▶ [Task instructions] Show each line of the records below where the word "match" occurs.

-=-=-

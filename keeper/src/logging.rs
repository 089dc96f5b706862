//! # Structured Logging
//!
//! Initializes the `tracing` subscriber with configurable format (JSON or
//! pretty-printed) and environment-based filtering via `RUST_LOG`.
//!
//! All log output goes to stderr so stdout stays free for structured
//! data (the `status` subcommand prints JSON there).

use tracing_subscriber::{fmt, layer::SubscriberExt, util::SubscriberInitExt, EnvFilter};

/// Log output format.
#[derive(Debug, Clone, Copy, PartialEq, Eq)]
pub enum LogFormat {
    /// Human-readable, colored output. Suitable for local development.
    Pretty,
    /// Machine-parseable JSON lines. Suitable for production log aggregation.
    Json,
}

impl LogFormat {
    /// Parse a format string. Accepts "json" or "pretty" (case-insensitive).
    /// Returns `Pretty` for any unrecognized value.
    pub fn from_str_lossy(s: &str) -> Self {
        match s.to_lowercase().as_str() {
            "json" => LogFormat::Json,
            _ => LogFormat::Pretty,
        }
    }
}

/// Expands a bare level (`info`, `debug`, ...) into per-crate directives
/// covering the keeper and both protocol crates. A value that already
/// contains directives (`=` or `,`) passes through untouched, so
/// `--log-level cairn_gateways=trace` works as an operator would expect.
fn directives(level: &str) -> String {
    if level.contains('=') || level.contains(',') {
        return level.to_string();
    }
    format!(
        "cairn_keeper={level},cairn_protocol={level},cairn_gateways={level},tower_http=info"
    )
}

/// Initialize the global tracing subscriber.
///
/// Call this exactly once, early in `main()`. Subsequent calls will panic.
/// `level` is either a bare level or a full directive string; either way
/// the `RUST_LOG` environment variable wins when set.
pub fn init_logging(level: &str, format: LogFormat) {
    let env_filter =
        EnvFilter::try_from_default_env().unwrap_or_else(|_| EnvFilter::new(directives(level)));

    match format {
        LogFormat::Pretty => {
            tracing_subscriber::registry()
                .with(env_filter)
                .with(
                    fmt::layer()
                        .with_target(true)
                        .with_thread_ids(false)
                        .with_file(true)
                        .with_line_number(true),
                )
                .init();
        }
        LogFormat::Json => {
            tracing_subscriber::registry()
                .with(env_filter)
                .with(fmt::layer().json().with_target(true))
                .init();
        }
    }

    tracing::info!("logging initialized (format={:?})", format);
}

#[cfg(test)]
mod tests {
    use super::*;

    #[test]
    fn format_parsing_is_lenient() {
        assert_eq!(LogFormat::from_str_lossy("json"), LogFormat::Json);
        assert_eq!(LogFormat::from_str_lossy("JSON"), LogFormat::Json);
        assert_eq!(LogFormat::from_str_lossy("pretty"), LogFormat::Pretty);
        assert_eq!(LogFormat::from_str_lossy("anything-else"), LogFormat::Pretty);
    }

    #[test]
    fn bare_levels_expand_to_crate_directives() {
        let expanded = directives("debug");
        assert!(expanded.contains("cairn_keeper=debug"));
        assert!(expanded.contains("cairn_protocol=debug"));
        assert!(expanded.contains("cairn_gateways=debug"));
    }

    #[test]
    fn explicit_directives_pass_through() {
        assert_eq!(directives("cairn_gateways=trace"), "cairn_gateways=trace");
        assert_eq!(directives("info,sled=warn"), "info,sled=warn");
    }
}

-=-=-

▶ [Worked solution]
        match s.to_lowercase().as_str() {
    match format {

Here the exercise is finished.